# Saving error on sims game



## wufacta (May 25, 2007)

When I save on my sims complete collection, it tells me there has been a saving error. How can I fihis problem


----------



## peterh40 (Apr 15, 2007)

How much free disk space do you have on your hard disk?


----------



## wufacta (May 25, 2007)

I'm not really sure


----------



## wufacta (May 25, 2007)

are you there


----------



## Courtneyc (Dec 7, 2003)

In order to help you, we need to know how much free disk space you have on the drive that The Sims is installed on. Insufficient space is the number one reason for the problem you described.

Courtney


----------



## marykatehanson (Aug 27, 2007)

I am having trouble saving the sims games

it only happens when i add new things/build

i have 98GB left

im runing windows vista (which sucks by the way)

any suggestions?


----------



## jmra82 (Dec 28, 2007)

i got the same problem, a saving error messages pops up when i try to save my game on sims the complete collection.
i'm running windows vista and got plenty of space in the hd...
can someone actually help??????


----------



## jmra82 (Dec 28, 2007)

Courtneyc said:


> In order to help you, we need to know how much free disk space you have on the drive that The Sims is installed on.
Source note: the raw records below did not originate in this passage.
use actix_multipart::Multipart;
use actix_web::{HttpRequest, HttpResponse, Result as ActixResult, web};
use once_cell::sync::Lazy;

use crate::middlewares;
use crate::models::analyzer::requests::ProcessDocumentRequest;
use crate::services::AnalyzerService;

// 懒加载的全局 AnalyzerService 实例
static ANALYZER_SERVICE: Lazy<AnalyzerService> = Lazy::new(AnalyzerService::new_lazy);

pub async fn extract(req: HttpRequest, payload: Multipart) -> ActixResult<HttpResponse> {
    ANALYZER_SERVICE.extract(&req, payload).await
}

pub async fn process(
    req: HttpRequest,
    body: web::Json<ProcessDocumentRequest>,
) -> ActixResult<HttpResponse> {
    ANALYZER_SERVICE.process(body.into_inner(), &req).await
}

// 配置路由
pub fn configure_analyzer_routes(cfg: &mut web::ServiceConfig) {
    cfg.service(
        web::scope("/api/v1/analyzer")
            .wrap(middlewares::RequireJWT)
            .service(
                web::resource("/extract")
                    .wrap(middlewares::RateLimit::documents())
                    .route(web::post().to(extract)),
            )
            .service(
                web::resource("/process")
                    .wrap(middlewares::RateLimit::ai())
                    .route(web::post().to(process)),
            ),
    );
}
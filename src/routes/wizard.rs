use actix_web::{HttpRequest, HttpResponse, Result as ActixResult, web};
use once_cell::sync::Lazy;

use crate::middlewares;
use crate::models::users::entities::UserRole;
use crate::models::wizard::requests::{GenerateReportRequest, SubmitReportRequest};
use crate::services::WizardService;

// 懒加载的全局 WizardService 实例
static WIZARD_SERVICE: Lazy<WizardService> = Lazy::new(WizardService::new_lazy);

pub async fn questions() -> ActixResult<HttpResponse> {
    WIZARD_SERVICE.questions().await
}

pub async fn generate(
    req: HttpRequest,
    answers: web::Json<GenerateReportRequest>,
) -> ActixResult<HttpResponse> {
    WIZARD_SERVICE.generate(answers.into_inner(), &req).await
}

pub async fn submit(
    req: HttpRequest,
    report: web::Json<SubmitReportRequest>,
) -> ActixResult<HttpResponse> {
    WIZARD_SERVICE.submit(report.into_inner(), &req).await
}

// 配置路由
pub fn configure_wizard_routes(cfg: &mut web::ServiceConfig) {
    cfg.service(
        web::scope("/api/v1/wizard")
            .wrap(middlewares::RequireRole::new_any(UserRole::student_roles()))
            .wrap(middlewares::RequireJWT)
            .route("/questions", web::get().to(questions))
            .service(
                web::resource("/generate")
                    .wrap(middlewares::RateLimit::ai())
                    .route(web::post().to(generate)),
            )
            .route("/submit", web::post().to(submit)),
    );
}
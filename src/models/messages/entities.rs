use serde::{Deserialize, Serialize};
use ts_rs::TS;

// 留言（教师评价或普通消息）
#[derive(Debug, Clone, Serialize, Deserialize, TS)]
#[ts(export, export_to = "../frontend/src/types/generated/message.ts")]
pub struct Message {
    pub id: i64,
    pub from_username: String,
    pub to_username: String,
    pub text: String,
    pub timestamp: chrono::DateTime<chrono::Utc>,
}
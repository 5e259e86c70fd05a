use super::SeaOrmStorage;
use crate::entity::chat_history::{ActiveModel, Column, Entity as ChatHistory};
use crate::errors::{Result, TeknofestError};
use crate::models::chat::{ChatMessage, requests::CreateChatMessageRequest};
use sea_orm::{ActiveModelTrait, ColumnTrait, EntityTrait, QueryFilter, QueryOrder, Set};

impl SeaOrmStorage {
    /// 追加一条对话记录
    pub async fn append_chat_message_impl(
        &self,
        req: CreateChatMessageRequest,
    ) -> Result<ChatMessage> {
        let model = ActiveModel {
            username: Set(req.username),
            role: Set(req.role.as_str().to_string()),
            text: Set(req.text),
            timestamp: Set(req.timestamp),
            ..Default::default()
        };

        let result = model
            .insert(&self.db)
            .await
            .map_err(|e| TeknofestError::database_operation(format!("保存对话记录失败: {e}")))?;

        Ok(result.into_chat_message())
    }

    /// 用户的对话记录（按时间正序，同一时间按写入顺序）
    pub async fn list_chat_history_impl(&self, username: &str) -> Result<Vec<ChatMessage>> {
        let messages = ChatHistory::find()
            .filter(Column::Username.eq(username))
            .order_by_asc(Column::Timestamp)
            .order_by_asc(Column::Id)
            .all(&self.db)
            .await
            .map_err(|e| TeknofestError::database_operation(format!("查询对话记录失败: {e}")))?;

        Ok(messages.into_iter().map(|m| m.into_chat_message()).collect())
    }

    /// 清空用户的对话记录
    pub async fn clear_chat_history_impl(&self, username: &str) -> Result<u64> {
        let result = ChatHistory::delete_many()
            .filter(Column::Username.eq(username))
            .exec(&self.db)
            .await
            .map_err(|e| TeknofestError::database_operation(format!("清空对话记录失败: {e}")))?;

        Ok(result.rows_affected)
    }
}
Insufficient space is the number one reason for the problem you described.
> 
> Courtney


Courtney, can u help? i got the same problem and got plenty of space (170gb free) and i'm running windows vista


----------



## Therion11 (Nov 20, 2007)

Are you running as an administrator? I know not doing so on vista can cause problems throughout the game if it even starts.


----------



## tyler123123 (Jan 3, 2008)

I agree, if you run as adminastrator, that will allow the game to save


----------



## sheila_jcfreak (Feb 1, 2008)

Unfortunately, I have next to no understanding of computer jargon. What do you mean run it as an "administrator?" Is that somethinng specifically involving Sims, or the entire computer in general?


----------



## peterh40 (Apr 15, 2007)

If you select the game icon, right click it once and on the pop up menu, there might be a 'Run as Administrator' option listed, select that.


----------